Friday, November 26, 2010

Fable or fact?

Old wivesí tales could predict winterís weather


By KATHERINE WUTZ
Express Staff Writer

Mullein plants, like these seen near Wood River High School in early October, are fabled to predict the severity of the coming winter. These were 8 feet tall, a height that is said to correspond with the highest snow depth of the year.

In a valley like this, there's one question on everyone's mind: How much snow will we get this year?

While skiers and avalanche forecasters, scientists and meteorologists come up with prediction after prediction, changing weather patterns and unexpected events can cause today's weather predictions to be obsolete tomorrow. Frustrated snow-seekers may turn to the oft-scoffed-at old wives' tales and folklore for some amusing—if not exactly scientifically based—insight into the upcoming season.

Onion skins, corn husks and apple skins seem thicker than last year? That's a sign of a coming hard winter, at least in the location the produce was grown. If the bees' nest in the tree in the back yard seems higher than it was last year, that's another indicator.

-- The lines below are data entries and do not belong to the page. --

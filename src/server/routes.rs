//! HTTP route handlers for the Parley API.

use std::sync::Arc;

use axum::extract::State;
use axum::http::StatusCode;
use axum::response::IntoResponse;
use axum::routing::{get, post};
use axum::{Json, Router};
use serde::{Deserialize, Serialize};

use crate::conversation::{ConversationError, Message};
use crate::session::TurnOutcome;

use super::state::AppState;

/// Create the API router with all routes.
#[must_use]
pub fn create_router(state: Arc<AppState>) -> Router {
    Router::new()
        .route("/health", get(health_check))
        .route("/api/chat", post(chat_turn))
        .route("/api/history", get(history))
        .route("/api/clear", post(clear_history))
        .route(
            "/api/personality",
            get(get_personality).put(update_personality),
        )
        .with_state(state)
}

/// Health check endpoint.
async fn health_check() -> impl IntoResponse {
    Json(serde_json::json!({
        "status": "ok",
        "service": "parley-agent",
        "version": env!("CARGO_PKG_VERSION")
    }))
}

/// Chat turn request.
#[derive(Debug, Deserialize)]
pub struct ChatRequest {
    /// The transcribed or typed utterance.
    pub message: String,
}

/// Chat turn response.
#[derive(Debug, Serialize)]
pub struct ChatResponse {
    /// Text to display or speak.
    pub response: String,
    /// Model used.
    pub model: String,
    /// Whether `response` reports a failed completion.
    pub is_error: bool,
    /// Voice command that was recognized instead of a chat turn, if any.
    pub command: Option<&'static str>,
}

/// Conversation history response.
#[derive(Debug, Serialize)]
pub struct HistoryResponse {
    /// Active personality directive.
    pub personality: String,
    /// Logged messages, oldest first.
    pub messages: Vec<Message>,
}

/// Personality read/update payload.
#[derive(Debug, Serialize, Deserialize)]
pub struct PersonalityPayload {
    /// Personality directive.
    pub personality: String,
}

fn error_response(err: &ConversationError) -> (StatusCode, String) {
    let status = match err {
        ConversationError::Validation(_) => StatusCode::BAD_REQUEST,
        _ => StatusCode::INTERNAL_SERVER_ERROR,
    };
    (status, err.to_string())
}

/// Run one turn: commands act on the session, anything else is answered.
async fn chat_turn(
    State(state): State<Arc<AppState>>,
    Json(request): Json<ChatRequest>,
) -> Result<Json<ChatResponse>, (StatusCode, String)> {
    // The task owns the guard; the turn completes even if this request is dropped.
    let mut assistant = Arc::clone(&state.assistant).lock_owned().await;
    let turn = tokio::spawn(async move { assistant.handle(&request.message).await });
    let outcome = turn
        .await
        .map_err(|err| {
            tracing::error!("Chat turn task failed: {err}");
            (StatusCode::INTERNAL_SERVER_ERROR, err.to_string())
        })?
        .map_err(|err| error_response(&err))?;

    let (response, is_error, command) = match outcome {
        TurnOutcome::Replied(reply) => (reply.text, reply.is_error, None),
        TurnOutcome::Exit => ("Goodbye!".to_string(), false, Some("exit")),
        TurnOutcome::Cleared => (
            "Conversation history cleared!".to_string(),
            false,
            Some("clear"),
        ),
        TurnOutcome::PersonalityRequested => (
            "Send the new personality to /api/personality.".to_string(),
            false,
            Some("personality"),
        ),
        TurnOutcome::Silence => (
            "No speech detected. Please try again.".to_string(),
            false,
            Some("silence"),
        ),
    };

    Ok(Json(ChatResponse {
        response,
        model: state.model_name.clone(),
        is_error,
        command,
    }))
}

/// Return the full conversation log and directive.
async fn history(State(state): State<Arc<AppState>>) -> Json<HistoryResponse> {
    let assistant = state.assistant.lock().await;
    let store = assistant.store();
    Json(HistoryResponse {
        personality: store.personality().to_string(),
        messages: store.messages().to_vec(),
    })
}

/// Wipe the conversation history.
async fn clear_history(
    State(state): State<Arc<AppState>>,
) -> Result<StatusCode, (StatusCode, String)> {
    state
        .assistant
        .lock()
        .await
        .clear()
        .map_err(|err| error_response(&err))?;
    Ok(StatusCode::NO_CONTENT)
}

/// Return the active directive.
async fn get_personality(State(state): State<Arc<AppState>>) -> Json<PersonalityPayload> {
    let assistant = state.assistant.lock().await;
    Json(PersonalityPayload {
        personality: assistant.store().personality().to_string(),
    })
}

/// Replace the directive.
async fn update_personality(
    State(state): State<Arc<AppState>>,
    Json(payload): Json<PersonalityPayload>,
) -> Result<Json<PersonalityPayload>, (StatusCode, String)> {
    let mut assistant = state.assistant.lock().await;
    assistant
        .update_personality(&payload.personality)
        .map_err(|err| error_response(&err))?;
    Ok(Json(PersonalityPayload {
        personality: assistant.store().personality().to_string(),
    }))
}
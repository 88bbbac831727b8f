//! In-memory slot for embedding and tests.

use std::io;
use std::sync::atomic::{AtomicBool, Ordering};
use std::sync::{Arc, Mutex, MutexGuard};

use crate::conversation::storage::durable_slot::DurableSlot;

#[derive(Debug, Default)]
struct SlotState {
    contents: Option<String>,
    writes: usize,
}

/// A slot held in process memory.
///
/// Clones share the same document, so a caller can keep a handle to inspect
/// what a store persisted. Failures can be injected to exercise rollback paths.
#[derive(Clone, Debug, Default)]
pub struct MemorySlot {
    state: Arc<Mutex<SlotState>>,
    fail_writes: Arc<AtomicBool>,
}

impl MemorySlot {
    /// Create an empty slot.
    #[must_use]
    pub fn new() -> Self {
        Self::default()
    }

    /// Create a slot that already holds a document.
    #[must_use]
    pub fn with_contents(contents: impl Into<String>) -> Self {
        let slot = Self::default();
        if let Ok(mut state) = slot.state.lock() {
            state.contents = Some(contents.into());
        }
        slot
    }

    /// Make subsequent writes and removals fail (or succeed again).
    pub fn set_fail_writes(&self, fail: bool) {
        self.fail_writes.store(fail, Ordering::SeqCst);
    }

    /// Current document, if any.
    #[must_use]
    pub fn contents(&self) -> Option<String> {
        self.lock().ok().and_then(|state| state.contents.clone())
    }

    /// Number of successful writes so far.
    #[must_use]
    pub fn write_count(&self) -> usize {
        self.lock().map_or(0, |state| state.writes)
    }

    fn lock(&self) -> io::Result<MutexGuard<'_, SlotState>> {
        self.state
            .lock()
            .map_err(|_| io::Error::other("memory slot lock poisoned"))
    }

    fn check_writable(&self) -> io::Result<()> {
        if self.fail_writes.load(Ordering::SeqCst) {
            return Err(io::Error::new(
                io::ErrorKind::PermissionDenied,
                "writes disabled on memory slot",
            ));
        }
        Ok(())
    }
}

impl DurableSlot for MemorySlot {
    fn describe(&self) -> String {
        "memory slot".to_string()
    }

    fn read(&self) -> io::Result<Option<String>> {
        Ok(self.lock()?.contents.clone())
    }

    fn write(&self, contents: &str) -> io::Result<()> {
        self.check_writable()?;
        let mut state = self.lock()?;
        state.contents = Some(contents.to_string());
        state.writes += 1;
        Ok(())
    }

    fn remove(&self) -> io::Result<()> {
        self.check_writable()?;
        self.lock()?.contents = None;
        Ok(())
    }
}

#[cfg(test)]
mod tests {
    use super::*;

    #[test]
    fn test_clones_share_contents() {
        let slot = MemorySlot::new();
        let handle = slot.clone();
        slot.write("shared").unwrap();
        assert_eq!(handle.contents().as_deref(), Some("shared"));
        assert_eq!(handle.write_count(), 1);
    }

    #[test]
    fn test_injected_failure_keeps_previous_contents() {
        let slot = MemorySlot::with_contents("before");
        slot.set_fail_writes(true);

        assert!(slot.write("after").is_err());
        assert!(slot.remove().is_err());
        assert_eq!(slot.contents().as_deref(), Some("before"));

        slot.set_fail_writes(false);
        slot.remove().unwrap();
        assert!(slot.read().unwrap().is_none());
    }
}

Mullein plants, perennial plants that grow from 1.5 to 9 feet tall, are said to grow as high as the snow bank will reach that year. "As high as the weeds grow, so will the bank of snow," goes the rhyme, and if local mullein plants are any indicator, the snow level will reach about 8 feet this year.

That's well above last year's levels, as the highest snow depth came in at a little under 2 feet. The greatest snowfall numbers were in January, but still fell short of anywhere near 8 feet, at a little more than 3 feet. If the mullein can be believed, Sun Valley will soon have more snow than it knows what to do with.

Another saying that might hold some hope for snow-philes is the saying "late fall, hard winter." If leaves fall late, so common legend goes, the upcoming winter will be severe. Leaves in the Wood River Valley stayed on trees into early November this year, which Ketchum Ranger Station botanist Deb Taylor said was a little bit later than usual.

But, she said, "it has more to do about what's going on with the wind and the rain."

When asked if the late fall might hint at the nature of the coming season, she laughed and said she wouldn't count on it.

"You might want to check out some sort of pagan website," she said, adding that she'd never heard the legend and didn't know if there was any truth to it.

The next legend on the list garnered a similar response from officials, only this time from staff at the National Weather Service in Pocatello. Folklore holds that the first 12 days in January are indicative of the weather of the 12 upcoming months. For example, Jan. 11 was 38 degrees with no precipitation, predicting a warm and dry November. Jan. 12 was even warmer, 40 degrees with no snow, which means the valley could be in for an Indian summer in the middle of December.

Thankfully, the staff at the weather service do not think this saying holds water, so to speak.

"That's the first I've heard of it," said Troy Lindquist of the National Weather Service, adding that there's no scientific basis for the belief.

Good news for skiers and the resort, who are no doubt praying for heavy snow—and temperatures cold enough for it—in time for the opening of ski season.

Katherine Wutz: kwutz@mtexpress.com

Science, Schmience

Though folkloric predictions have some entertainment value, more scientific studies are calling for a big snow year.

According to the National Weather Service, the main driver for this winter's weather will be La Niña. La Niña—Spanish for "the girl"—is a weather system that brings varied but fairly predictable effects across the county. It is associated with cooler Pacific Ocean temperatures and stronger easterly trade winds.

What does this mean for the Wood River Valley? Cold, wet weather.

Though Sun Valley isn't in any consistent storm track, meaning it's harder to predict when snow will come and when it won't, the region is set to receive more mountain snow than average.

"This is good for the replenishment of water resources and winter recreation," reads a statement from the National Oceanic and Atmospheric Administration. However, the service warns that it could result in flooding and increased avalanches.